__Working data__:
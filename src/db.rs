// ==========================================
// 冷链运输监控系统 - SQLite 连接初始化
// ==========================================
// 目标:
// - 统一所有 Connection::open 的 PRAGMA 行为，避免“部分模块外键开启/部分不开启”
// - 统一 busy_timeout，减少并发写入时的偶发 busy 错误
// - 统一建表语句，保证库结构幂等初始化
// ==========================================

use rusqlite::Connection;
use std::time::Duration;

/// 默认 busy_timeout（毫秒）
///
/// 持久化是唯一的挂起点，busy_timeout 即写入等待上限，
/// 超时由仓储层转换为 PersistenceTimeout 返回调用方。
pub const DEFAULT_BUSY_TIMEOUT_MS: u64 = 5_000;

/// 配置 SQLite 连接的统一 PRAGMA
///
/// 说明：
/// - foreign_keys 需要“每个连接”单独开启
/// - busy_timeout 需要“每个连接”单独配置
pub fn configure_sqlite_connection(conn: &Connection) -> rusqlite::Result<()> {
    configure_sqlite_connection_with_timeout(conn, DEFAULT_BUSY_TIMEOUT_MS)
}

/// 配置 SQLite 连接（自定义写入等待上限）
pub fn configure_sqlite_connection_with_timeout(
    conn: &Connection,
    busy_timeout_ms: u64,
) -> rusqlite::Result<()> {
    conn.execute_batch("PRAGMA foreign_keys = ON;")?;
    conn.busy_timeout(Duration::from_millis(busy_timeout_ms))?;
    Ok(())
}

/// 打开 SQLite 连接并应用统一配置
pub fn open_sqlite_connection(db_path: &str) -> rusqlite::Result<Connection> {
    let conn = Connection::open(db_path)?;
    configure_sqlite_connection(&conn)?;
    Ok(conn)
}

/// 打开 SQLite 连接（自定义写入等待上限）
pub fn open_sqlite_connection_with_timeout(
    db_path: &str,
    busy_timeout_ms: u64,
) -> rusqlite::Result<Connection> {
    let conn = Connection::open(db_path)?;
    configure_sqlite_connection_with_timeout(&conn, busy_timeout_ms)?;
    Ok(conn)
}

/// 初始化数据库 schema（幂等）
///
/// # 说明
/// - 所有建表使用 CREATE TABLE IF NOT EXISTS，可重复执行
/// - 时间字段统一存储为 ISO-8601 UTC 文本
pub fn init_schema(conn: &Connection) -> rusqlite::Result<()> {
    conn.execute_batch(
        r#"
        -- 配置作用域
        CREATE TABLE IF NOT EXISTS config_scope (
            scope_id TEXT PRIMARY KEY,
            scope_type TEXT NOT NULL,
            scope_key TEXT NOT NULL,
            created_at TEXT NOT NULL DEFAULT (datetime('now')),
            UNIQUE(scope_type, scope_key)
        );

        INSERT OR IGNORE INTO config_scope (scope_id, scope_type, scope_key)
        VALUES ('global', 'GLOBAL', 'global');

        -- 配置键值表
        CREATE TABLE IF NOT EXISTS config_kv (
            scope_id TEXT NOT NULL REFERENCES config_scope(scope_id) ON DELETE CASCADE,
            key TEXT NOT NULL,
            value TEXT NOT NULL,
            updated_at TEXT NOT NULL DEFAULT (datetime('now')),
            PRIMARY KEY (scope_id, key)
        );

        -- 运单主数据
        -- 红线: 运单不删除，只通过时间线进入终态
        CREATE TABLE IF NOT EXISTS shipment (
            shipment_id TEXT PRIMARY KEY,
            order_id TEXT,
            cargo_type TEXT NOT NULL,
            origin TEXT NOT NULL,
            destination TEXT NOT NULL,
            vehicle_code TEXT,
            status TEXT NOT NULL,
            temp_min REAL,
            temp_max REAL,
            humidity_min REAL,
            humidity_max REAL,
            critical_margin REAL,
            created_at TEXT NOT NULL,
            updated_at TEXT NOT NULL
        );

        -- 温湿度读数
        -- 红线: 读数一经接收不可修改（classification 除外，见待分类补分类流程）
        CREATE TABLE IF NOT EXISTS reading (
            reading_id TEXT PRIMARY KEY,
            shipment_id TEXT NOT NULL REFERENCES shipment(shipment_id),
            temperature REAL NOT NULL,
            humidity REAL,
            recorded_at TEXT NOT NULL,
            source TEXT NOT NULL,
            device_id TEXT,
            notes TEXT,
            classification TEXT NOT NULL,
            ingested_at TEXT NOT NULL
        );

        CREATE INDEX IF NOT EXISTS idx_reading_shipment_time
            ON reading(shipment_id, recorded_at);

        -- 设备重传去重（手工读数 device_id 为 NULL，由入库层显式查重）
        CREATE UNIQUE INDEX IF NOT EXISTS idx_reading_dedup
            ON reading(shipment_id, device_id, recorded_at, temperature, humidity)
            WHERE device_id IS NOT NULL;

        -- 告警
        CREATE TABLE IF NOT EXISTS alert (
            alert_id TEXT PRIMARY KEY,
            shipment_id TEXT NOT NULL REFERENCES shipment(shipment_id),
            metric TEXT NOT NULL,
            severity TEXT NOT NULL,
            status TEXT NOT NULL,
            opened_reading_id TEXT NOT NULL,
            opened_at TEXT NOT NULL,
            last_seen_reading_id TEXT NOT NULL,
            last_seen_at TEXT NOT NULL,
            escalated_at TEXT,
            resolved_reading_id TEXT,
            resolved_at TEXT,
            resolution_note TEXT,
            created_at TEXT NOT NULL,
            updated_at TEXT NOT NULL
        );

        CREATE INDEX IF NOT EXISTS idx_alert_shipment_status
            ON alert(shipment_id, status);

        -- 时间线事件
        -- 红线: 只追加，(shipment_id, seq) 全序且严格递增
        CREATE TABLE IF NOT EXISTS timeline_event (
            event_id TEXT PRIMARY KEY,
            shipment_id TEXT NOT NULL REFERENCES shipment(shipment_id),
            seq INTEGER NOT NULL,
            status TEXT NOT NULL,
            location TEXT NOT NULL,
            occurred_at TEXT NOT NULL,
            reading_id TEXT,
            note TEXT,
            created_at TEXT NOT NULL,
            UNIQUE(shipment_id, seq)
        );

        -- 运单统计（增量维护，O(1)/读数）
        CREATE TABLE IF NOT EXISTS shipment_stats (
            shipment_id TEXT PRIMARY KEY REFERENCES shipment(shipment_id),
            reading_count INTEGER NOT NULL DEFAULT 0,
            temp_sum REAL NOT NULL DEFAULT 0,
            temp_min REAL,
            temp_min_at TEXT,
            temp_max REAL,
            temp_max_at TEXT,
            humidity_count INTEGER NOT NULL DEFAULT 0,
            humidity_sum REAL NOT NULL DEFAULT 0,
            alert_reading_count INTEGER NOT NULL DEFAULT 0,
            updated_at TEXT NOT NULL
        );
        "#,
    )?;
    Ok(())
}
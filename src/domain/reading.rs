// ==========================================
// 冷链运输监控系统 - 读数领域模型
// ==========================================
// 红线: 读数一经接收不可修改；按 (recorded_at, 入库顺序) 排序，不按插入顺序
// ==========================================

use crate::domain::types::{ClassificationLevel, ReadingSource};
use chrono::{DateTime, Utc};
use serde::{Deserialize, Serialize};

// ==========================================
// Reading - 温湿度读数
// ==========================================
#[derive(Debug, Clone, Serialize, Deserialize)]
pub struct Reading {
    // ===== 主键与关联 =====
    pub reading_id: String,  // 读数唯一标识（UUID）
    pub shipment_id: String, // 关联运单（FK）

    // ===== 采样值 =====
    pub temperature: f64,      // 温度（°C，必填，有限数）
    pub humidity: Option<f64>, // 湿度（%，0-100，可选）

    // ===== 时间与来源 =====
    pub recorded_at: DateTime<Utc>, // 采样时间（设备时间或入库时间）
    pub source: ReadingSource,      // 来源（MANUAL/DEVICE）
    pub device_id: Option<String>,  // 设备标识（设备来源时提供）
    pub notes: Option<String>,      // 备注

    // ===== 派生字段 =====
    pub classification: ClassificationLevel, // 判级结果

    // ===== 审计字段 =====
    pub ingested_at: DateTime<Utc>, // 入库时间
}

impl Reading {
    /// 幂等键：(shipment_id, device_id, recorded_at, temperature, humidity)
    ///
    /// 设备重传同一读数时据此去重，保证至多入库一次。
    pub fn dedup_key(&self) -> (&str, Option<&str>, DateTime<Utc>, f64, Option<f64>) {
        (
            self.shipment_id.as_str(),
            self.device_id.as_deref(),
            self.recorded_at,
            self.temperature,
            self.humidity,
        )
    }
}

// ==========================================
// NewReading - 读数提交入参
// ==========================================
#[derive(Debug, Clone, Serialize, Deserialize)]
pub struct NewReading {
    pub shipment_id: String,
    pub temperature: f64,
    pub humidity: Option<f64>,
    /// 采样时间（None 时取入库时间；允许晚到的早时间戳）
    pub recorded_at: Option<DateTime<Utc>>,
    pub source: ReadingSource,
    pub device_id: Option<String>,
    pub notes: Option<String>,
}

// ==========================================
// RawReadingRecord - 设备日志导入中间结构体
// ==========================================
// 用途: 导入管道中间产物（文件解析 → 字段映射 → 此结构）
// 生命周期: 仅在导入流程内
#[derive(Debug, Clone, Serialize, Deserialize)]
pub struct RawReadingRecord {
    pub shipment_id: Option<String>,
    pub temperature: Option<f64>,
    pub humidity: Option<f64>,
    pub recorded_at: Option<DateTime<Utc>>,
    pub device_id: Option<String>,
    pub notes: Option<String>,

    // 元信息
    pub row_number: usize, // 原始文件行号（用于导入报告）
}

// ==========================================
// ImportRowError - 导入行错误
// ==========================================
#[derive(Debug, Clone, Serialize, Deserialize)]
pub struct ImportRowError {
    pub row_number: usize,
    pub message: String,
}

// ==========================================
// ReadingImportReport - 设备日志导入报告
// ==========================================
// 用途: 导入接口返回值（逐行结果汇总）
#[derive(Debug, Clone, Serialize, Deserialize)]
pub struct ReadingImportReport {
    pub batch_id: String,             // 批次 ID（UUID）
    pub file_name: Option<String>,    // 源文件名
    pub total_rows: usize,            // 总行数
    pub imported_rows: usize,         // 新入库行数
    pub duplicate_rows: usize,        // 幂等去重行数（重传）
    pub rejected_rows: usize,         // 拒绝行数
    pub errors: Vec<ImportRowError>,  // 拒绝明细
    pub imported_at: DateTime<Utc>,   // 导入时间
}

__Exercise goal__: Restate verbatim all lines from the start of the data through the line containing "created_at TEXT NOT NULL DEFAULT", with both ends kept.

__Output below__:
filename src/db.rs
// ==========================================
// 冷链运输监控系统 - SQLite 连接初始化
// ==========================================
// 目标:
// - 统一所有 Connection::open 的 PRAGMA 行为，避免“部分模块外键开启/部分不开启”
// - 统一 busy_timeout，减少并发写入时的偶发 busy 错误
// - 统一建表语句，保证库结构幂等初始化
// ==========================================

use rusqlite::Connection;
use std::time::Duration;

/// 默认 busy_timeout（毫秒）
///
/// 持久化是唯一的挂起点，busy_timeout 即写入等待上限，
/// 超时由仓储层转换为 PersistenceTimeout 返回调用方。
pub const DEFAULT_BUSY_TIMEOUT_MS: u64 = 5_000;

/// 配置 SQLite 连接的统一 PRAGMA
///
/// 说明：
/// - foreign_keys 需要“每个连接”单独开启
/// - busy_timeout 需要“每个连接”单独配置
pub fn configure_sqlite_connection(conn: &Connection) -> rusqlite::Result<()> {
    configure_sqlite_connection_with_timeout(conn, DEFAULT_BUSY_TIMEOUT_MS)
}

/// 配置 SQLite 连接（自定义写入等待上限）
pub fn configure_sqlite_connection_with_timeout(
    conn: &Connection,
    busy_timeout_ms: u64,
) -> rusqlite::Result<()> {
    conn.execute_batch("PRAGMA foreign_keys = ON;")?;
    conn.busy_timeout(Duration::from_millis(busy_timeout_ms))?;
    Ok(())
}

/// 打开 SQLite 连接并应用统一配置
pub fn open_sqlite_connection(db_path: &str) -> rusqlite::Result<Connection> {
    let conn = Connection::open(db_path)?;
    configure_sqlite_connection(&conn)?;
    Ok(conn)
}

/// 打开 SQLite 连接（自定义写入等待上限）
pub fn open_sqlite_connection_with_timeout(
    db_path: &str,
    busy_timeout_ms: u64,
) -> rusqlite::Result<Connection> {
    let conn = Connection::open(db_path)?;
    configure_sqlite_connection_with_timeout(&conn, busy_timeout_ms)?;
    Ok(conn)
}

/// 初始化数据库 schema（幂等）
///
/// # 说明
/// - 所有建表使用 CREATE TABLE IF NOT EXISTS，可重复执行
/// - 时间字段统一存储为 ISO-8601 UTC 文本
pub fn init_schema(conn: &Connection) -> rusqlite::Result<()> {
    conn.execute_batch(
        r#"
        -- 配置作用域
        CREATE TABLE IF NOT EXISTS config_scope (
            scope_id TEXT PRIMARY KEY,
            scope_type TEXT NOT NULL,
            scope_key TEXT NOT NULL,
            created_at TEXT NOT NULL DEFAULT (datetime('now')),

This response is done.